Selasa, 04 Juni 2013
Pohon Harapan Simbah
"Mbah badhe teng pundi?" (Mbah mau kemana?) tanyaku kepada seorang simbah kakung tetanggaku. "Arep nang omahe putuku" (Mau ke rumah cucuku), jawabnya. Rumahnya cucunya itu tepat berada di depan rumahku, aku berjalan beriringan dengan simbah itu, Waktu itu aku baru saja pulang dari belanja sayur. "Simbah yuswone pinten?" (Simbah usianya berapa?) tanyaku lagi, "Pokoke wis akeh ra ngerti piro" (pokoknya sudah banyak, tidak tahu berapa), jawabya sambil berjalan terbungkuk-bungkuk. "Lahir tahun pinten to mbah?" (Lahir tahun berapa to mbah?) tanyaku lagi penasaran karena aku lihat simbah ini masih rajin beraktifitas ke kebun di belakang rumahku, merasa heran saja. "Pokoke aku jaman Jepang kae wis sekolah" (Pokoknya saya jaman Jepang dulu sudah sekolah), "Teng pundi mbah?" (Dimana mbah?), lanjutku. "Yo ning sekolah opo kae....." (Ya di sekolah apa itu....), tak melanjutkan jawabannya, pandangannya tertunduk mengamati jalan di depannya. "Pareng mbah kulo lurus nggih, atos2 mlampahe mbah...." (Permisi mbah, saya jalan lurus ya, hati-hati ya mbah). "Iyo Nduk" (Iya Nak), jawabnya sambil terus memperhatikan jalan di depannya yang berbatu dan agak menurun.
Aku belum lama menjadi tetangga simbah kakung itu karena aku baru tinggal di lingkungan itu belum genap setahun. Rumahnya sebenarnya tidak begitu jauh dari rumahku, hanya saja aku belum pernah mengunjunginya. Setiap pagi aku tak pernah absen melihat simbah berangkat ke kebun, dan kadang saat simbah pulang siang harinya aku juga mengetahuinya. Badannya sudah mulai bungkuk, tapi tak pernah menghalanginya untuk berjalan mendaki menuju kebunnya sambil membawa sabit, dan pulangnya kadang membawa rumput, kayu, atau sayur-mayur.

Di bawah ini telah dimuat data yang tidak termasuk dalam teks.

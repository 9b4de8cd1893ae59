//! Wiring of the service from its configuration.

use std::sync::Arc;

use axum::Router;
use tokio::task::JoinHandle;
use tracing::info;

use crate::api::{self, AppState};
use crate::config::OratioConfig;
use crate::conversation::TextOrchestrator;
use crate::dispatch::{DispatchConfig, Dispatcher};
use crate::error::{ConfigError, Result};
use crate::nlg::AnimaClient;
use crate::nlu::CerebroClient;
use crate::registry::AbilityRegistry;
use crate::store::{AbilityStore, LibSqlAbilityStore};

/// A fully wired service, ready to serve.
pub struct App {
    pub state: AppState,
    pub sweep: JoinHandle<()>,
}

impl App {
    /// Open the persistent store at the configured path and wire everything.
    pub async fn open(config: &OratioConfig) -> Result<Self> {
        let store = LibSqlAbilityStore::new_local(&config.abilities.db_path).await?;
        Self::with_store(config, Arc::new(store))
    }

    /// Wire the service around an already opened store.
    pub fn with_store(config: &OratioConfig, store: Arc<dyn AbilityStore>) -> Result<Self> {
        let collaborators = reqwest::Client::new();
        let abilities_http = reqwest::Client::builder()
            .timeout(config.abilities.call_timeout)
            .build()
            .map_err(|e| ConfigError::InvalidValue {
                key: "ORATIO_ABILITY_TIMEOUT_SECS".to_string(),
                message: e.to_string(),
            })?;

        let registry = Arc::new(AbilityRegistry::new(
            store,
            abilities_http,
            config.abilities.registry_config(),
        ));
        let sweep = registry.spawn_cache_sweep();

        let dispatcher = Dispatcher::new(
            Arc::clone(&registry),
            DispatchConfig {
                stop_intent: config.abilities.stop_intent.clone(),
                local_intents: config.abilities.local_intents.clone(),
            },
        );
        let understander = CerebroClient::new(
            collaborators.clone(),
            &config.cerebro.host,
            config.cerebro.port,
            &config.cerebro.endpoint,
        );
        let generator = AnimaClient::new(
            collaborators,
            &config.anima.host,
            config.anima.port,
            &config.anima.endpoint,
        );
        info!(
            cerebro = %understander.url(),
            anima = %generator.url(),
            configured_abilities = config.abilities.list.len(),
            "Collaborators configured"
        );

        let orchestrator = Arc::new(TextOrchestrator::new(
            Arc::new(understander),
            Arc::new(dispatcher),
            Arc::new(generator),
        ));

        Ok(Self {
            state: AppState {
                orchestrator,
                registry,
            },
            sweep,
        })
    }

    pub fn router(&self) -> Router {
        api::router(self.state.clone())
    }
}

"Mboten pegel-pegel mbah?" (Tidak capek mabh badannya?) tanyaku suatu hari saat melihat simbah pulang dari kebun sambil membawa banyak sekali bawaan. "Ora nduk, wis kulino, mengko lek neng omah wae awakke embah malah loro kabeh..." (Tidak Nak, sudah terbiasa, nanti kalau di rumah saja badan embah malah sakit semua), jawabnya. "Monggo pinarak mbah...." (silahkan mampir mbah), tawarku kepada simbah. "Suwun bu...." (Terimakasih bu...), kali ini simbah memanggil saya dengan bu, agak heran juga. Dalam hati aku mendoakan simbah semoga dikaruniakan kesehatan agar simbah bisa melakukan aktifitas kesukaannya yaitu pergi ke kebun.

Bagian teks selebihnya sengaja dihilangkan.